Come early 1985, 12 Labour councils had voted for a fight with the Tories over “rate-capping” (limits imposed by central government on what local property taxes they could raise). A real battle might just have saved the miners’ strike (which finally collapsed on 3 March).

Livingstone, through complex manoeuvres, engineered a GLC budget which complied with the Tory legislation. Abandoned by the GLC, the other councils collapsed, though not immediately.

Livingstone sacked the left-wing deputy GLC leader, John McDonnell; publicly distanced himself from the hard left; and said he wanted reconciliation with the then Labour Party leadership under Neil Kinnock.
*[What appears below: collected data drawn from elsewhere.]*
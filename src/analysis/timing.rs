//! Trade timing relative to market resolution

use serde::Serialize;

use crate::analysis::MarketIndex;
use crate::source::Trade;

/// Outer edge of the pre-resolution window, in minutes
pub const WINDOW_MINUTES: f64 = 60.0;

/// How close to resolution a wallet tends to trade
#[derive(Debug, Clone, Default, PartialEq, Serialize)]
pub struct TimingStats {
    /// Trades matched to a market with a known resolution time
    pub trades_with_timing: usize,
    pub last_minute_trades: usize,
    pub last_10min_trades: usize,
    pub last_hour_trades: usize,
    pub last_minute_ratio: f64,
    pub last_10min_ratio: f64,
    pub last_hour_ratio: f64,
    /// Mean minutes-before over trades inside the window
    pub avg_minutes_before: Option<f64>,
    pub score: u32,
}

/// Bucket trades by minutes before their market resolved.
///
/// Buckets are cumulative. Trades after resolution or more than an hour
/// before it count toward `trades_with_timing` only.
pub fn analyze(trades: &[Trade], markets: &MarketIndex) -> TimingStats {
    let mut stats = TimingStats::default();
    let mut window_minutes = Vec::new();

    for minutes in trades.iter().filter_map(|t| markets.minutes_before_resolution(t)) {
        stats.trades_with_timing += 1;
        if !(0.0..=WINDOW_MINUTES).contains(&minutes) {
            continue;
        }
        window_minutes.push(minutes);
        stats.last_hour_trades += 1;
        if minutes <= 10.0 {
            stats.last_10min_trades += 1;
        }
        if minutes <= 1.0 {
            stats.last_minute_trades += 1;
        }
    }

    if stats.trades_with_timing == 0 {
        return stats;
    }

    let total = stats.trades_with_timing as f64;
    stats.last_minute_ratio = stats.last_minute_trades as f64 / total;
    stats.last_10min_ratio = stats.last_10min_trades as f64 / total;
    stats.last_hour_ratio = stats.last_hour_trades as f64 / total;
    stats.avg_minutes_before = (!window_minutes.is_empty())
        .then(|| window_minutes.iter().sum::<f64>() / window_minutes.len() as f64);
    stats.score = sub_score(
        stats.last_minute_ratio,
        stats.last_10min_ratio,
        stats.last_hour_ratio,
    );
    stats
}

/// Points for the share of trades in each window
pub fn sub_score(last_minute: f64, last_10min: f64, last_hour: f64) -> u32 {
    let mut score = 0;

    if last_minute > 0.3 {
        score += 4;
    } else if last_minute > 0.1 {
        score += 2;
    }

    if last_10min > 0.5 {
        score += 3;
    } else if last_10min > 0.2 {
        score += 1;
    }

    if last_hour > 0.7 {
        score += 2;
    } else if last_hour > 0.4 {
        score += 1;
    }

    score
}

#[cfg(test)]
mod tests {
    use super::*;
    use crate::source::fixtures::{market, t0, trade};
    use crate::source::Side;
    use chrono::Duration;

    fn resolving_in(id: &str, seconds: i64) -> crate::source::ResolvedMarket {
        market(id, Some("Yes"), Some(t0() + Duration::seconds(seconds)))
    }

    #[test]
    fn test_cumulative_buckets() {
        let markets = MarketIndex::new(vec![
            resolving_in("m1", 30),
            resolving_in("m2", 5 * 60),
            resolving_in("m3", 45 * 60),
            resolving_in("m4", 3 * 60 * 60),
            resolving_in("m5", -60),
        ]);
        let trades: Vec<Trade> = (1..=5)
            .map(|i| trade("0xa", &format!("m{}", i), Side::Buy, "Yes", 1.0, 0.5))
            .collect();

        let stats = analyze(&trades, &markets);
        assert_eq!(stats.trades_with_timing, 5);
        assert_eq!(stats.last_minute_trades, 1);
        assert_eq!(stats.last_10min_trades, 2);
        assert_eq!(stats.last_hour_trades, 3);
        assert!((stats.last_hour_ratio - 0.6).abs() < 1e-9);

        // (0.5 + 5 + 45) / 3, out-of-window trades excluded
        let avg = stats.avg_minutes_before.unwrap();
        assert!((avg - 50.5 / 3.0).abs() < 1e-9);

        // 0.2 -> +2, 0.4 -> +1, 0.6 -> +1
        assert_eq!(stats.score, 4);
    }

    #[test]
    fn test_no_timing_data_reports_null_average() {
        let markets = MarketIndex::new(vec![market("m1", Some("Yes"), None)]);
        let trades = vec![trade("0xa", "m1", Side::Buy, "Yes", 1.0, 0.5)];

        let stats = analyze(&trades, &markets);
        assert_eq!(stats, TimingStats::default());
        assert!(stats.avg_minutes_before.is_none());
    }

    #[test]
    fn test_only_out_of_window_trades() {
        let markets = MarketIndex::new(vec![resolving_in("m1", 2 * 60 * 60)]);
        let trades = vec![trade("0xa", "m1", Side::Buy, "Yes", 1.0, 0.5)];

        let stats = analyze(&trades, &markets);
        assert_eq!(stats.trades_with_timing, 1);
        assert_eq!(stats.last_hour_ratio, 0.0);
        assert!(stats.avg_minutes_before.is_none());
        assert_eq!(stats.score, 0);
    }

    #[test]
    fn test_sub_score_maximum() {
        assert_eq!(sub_score(1.0, 1.0, 1.0), 9);
        assert_eq!(sub_score(0.3, 0.5, 0.7), 2 + 1 + 1);
        assert_eq!(sub_score(0.1, 0.2, 0.4), 0);
    }
}
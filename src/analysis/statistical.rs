//! Win-rate significance
//!
//! Tests a wallet's win count against a fair-coin null with the exact
//! binomial tail. Small trade counts are the interesting case here, so no
//! normal approximation is used.

use serde::Serialize;

use crate::analysis::aggregate::MIN_TRADES;
use crate::analysis::outcome::{classify, trade_pnl};
use crate::analysis::MarketIndex;
use crate::source::Trade;

/// Above this many trades the pmf is evaluated in log space
const DIRECT_PMF_LIMIT: u64 = 1_000;

/// Win/loss statistics for one wallet
#[derive(Debug, Clone, PartialEq, Serialize)]
pub struct StatisticalScore {
    pub scored_trades: usize,
    pub wins: usize,
    pub losses: usize,
    /// Trades checked against a known market outcome
    pub verified_trades: usize,
    /// Trades whose result was inferred from price
    pub approximated_trades: usize,
    pub win_rate: f64,
    /// Win rate over verified trades only
    pub resolved_win_rate: Option<f64>,
    /// P(X >= wins) under Binomial(scored_trades, 0.5)
    pub p_value: f64,
    pub total_pnl: f64,
    pub total_stake: f64,
    pub roi: f64,
    pub score: u32,
}

/// Score a wallet's trades. `None` when fewer than [`MIN_TRADES`] trades
/// have a determinable outcome.
pub fn analyze(trades: &[Trade], markets: &MarketIndex) -> Option<StatisticalScore> {
    let mut wins = 0;
    let mut verified_trades = 0;
    let mut verified_wins = 0;
    let mut total_pnl = 0.0;
    let mut total_stake = 0.0;

    for trade in trades {
        let outcome = classify(trade, markets.market_for(trade));
        if outcome.won() {
            wins += 1;
        }
        if outcome.is_verified() {
            verified_trades += 1;
            if outcome.won() {
                verified_wins += 1;
            }
        }
        total_pnl += trade_pnl(trade, outcome);
        total_stake += trade.stake();
    }

    let scored_trades = trades.len();
    if scored_trades < MIN_TRADES {
        return None;
    }

    let win_rate = wins as f64 / scored_trades as f64;
    let p_value = binomial_p_value(wins as u64, scored_trades as u64, 0.5);
    let roi = if total_stake > 0.0 {
        total_pnl / total_stake
    } else {
        0.0
    };
    let resolved_win_rate =
        (verified_trades > 0).then(|| verified_wins as f64 / verified_trades as f64);

    Some(StatisticalScore {
        scored_trades,
        wins,
        losses: scored_trades - wins,
        verified_trades,
        approximated_trades: scored_trades - verified_trades,
        win_rate,
        resolved_win_rate,
        p_value,
        total_pnl,
        total_stake,
        roi,
        score: sub_score(p_value, win_rate, total_stake),
    })
}

/// Points for significance, win rate and stake size
pub fn sub_score(p_value: f64, win_rate: f64, total_stake: f64) -> u32 {
    let significance = if p_value < 1e-4 {
        4
    } else if p_value < 1e-3 {
        3
    } else if p_value < 1e-2 {
        2
    } else if p_value < 5e-2 {
        1
    } else {
        0
    };

    let rate = if win_rate > 0.9 {
        2
    } else if win_rate > 0.8 {
        1
    } else {
        0
    };

    let size = if total_stake > 100_000.0 {
        2
    } else if total_stake > 10_000.0 {
        1
    } else {
        0
    };

    significance + rate + size
}

/// One-sided binomial tail P(X >= wins) for X ~ Binomial(total, p)
pub fn binomial_p_value(wins: u64, total: u64, p: f64) -> f64 {
    if total == 0 {
        return 1.0;
    }
    if wins > total {
        return 0.0;
    }
    // Smallest terms first, so the tail never shrinks as `wins` decreases
    let tail: f64 = (wins..=total).rev().map(|k| binomial_pmf(k, total, p)).sum();
    tail.min(1.0)
}

/// Exact binomial probability mass P(X = k)
pub fn binomial_pmf(k: u64, n: u64, p: f64) -> f64 {
    if k > n {
        return 0.0;
    }
    if p <= 0.0 {
        return if k == 0 { 1.0 } else { 0.0 };
    }
    if p >= 1.0 {
        return if k == n { 1.0 } else { 0.0 };
    }

    let q = 1.0 - p;
    if n <= DIRECT_PMF_LIMIT {
        choose(n, k) * p.powi(k as i32) * q.powi((n - k) as i32)
    } else {
        (ln_choose(n, k) + k as f64 * p.ln() + (n - k) as f64 * q.ln()).exp()
    }
}

/// Binomial coefficient, computed multiplicatively
fn choose(n: u64, k: u64) -> f64 {
    let k = k.min(n - k);
    (0..k).fold(1.0, |acc, i| acc * (n - i) as f64 / (i + 1) as f64)
}

fn ln_choose(n: u64, k: u64) -> f64 {
    let k = k.min(n - k);
    (0..k)
        .map(|i| ((n - i) as f64).ln() - ((i + 1) as f64).ln())
        .sum()
}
In June 1987 Livingstone won selection as the parliamentary candidate in Brent East with the support of the right wing. But the Shadow Cabinet job he may have hoped for never came. And so Livingstone drifted back to the left; or maybe the Labour left softened and weakened so much that even Livingstone’s “cynical soft-sell” approach (his own words) seemed within its ambit.

In 1990 Livingstone was fined for not paying the poll tax. But at the same time he started to write a column for the Sun which had engaged in savage union-busting in 1986–7. And Livingstone used his column to attack sections of the left, for example, the Anti-Nazi League.

In 1992, when Neil Kinnock stood down as leader, Livingstone tried — and failed — to get enough nominations to stand. He ran a spoiling pseudo-campaign, mocking and jeering the left, and supported publicly by the Sun (“Vote Ken, a real man of the people”).

When Blair pushed the proposal for a directly elected Mayor into the manifesto for the 1997 General Election, Livingstone described the idea as “barmy”, But by 1999 he was campaigning to win Labour nomination for London Mayor and professing loyalty to Blair. After he was “stitched up” in the selection procedure, and with a clear lead in the polls, Livingstone stood as an independent candidate for Mayor.

In 2000 the Blairites’ main objection to Livingstone was that he opposed privatisation of the infrastructure of the Tube. Once elected, Livingstone launched court cases to obstruct the privatisation, but no more. The scheme finally went through on 8 April 2003, and he scaled down his complaint to one about “the best method of financing for the Tube”. Management of the network was transferred from central government to “Transport for London” and Livingstone appointed Bob Kiley, a former CIA employee with a record of taming unions, to run Transport for London. Kiley is paid £500,000 a year.

In the GLA, Livingstone took Tories and Lib-Dems into his Cabinet, and launched a joint campaign with City financiers for British entry to the euro.

Late last year members of the RMT union struck against the sacking of a Tube driver, Chris Barrett. Livingstone denounced the strike and said he didn’t know why management had let Barrett “get away with it” for so long.

Livingstone’s main claim for success as Mayor of London is increased spending on police. When tens of thousands of almost entirely peaceful anti-capitalist protesters filled central London on May Day 2001, Livingstone denounced them and praised the police who responded by encircling groups of protesters with police cordons and holding them in street spaces, impromptu open-air jails, for several hours.

In February 2004 Livingstone was let back into the Labour Party. By now Tony Blair surely reckons that having Ken Livingstone make the occasional maverick speech on world affairs is scarcely an annoyance worth worrying about. From his own viewpoint, he’s right.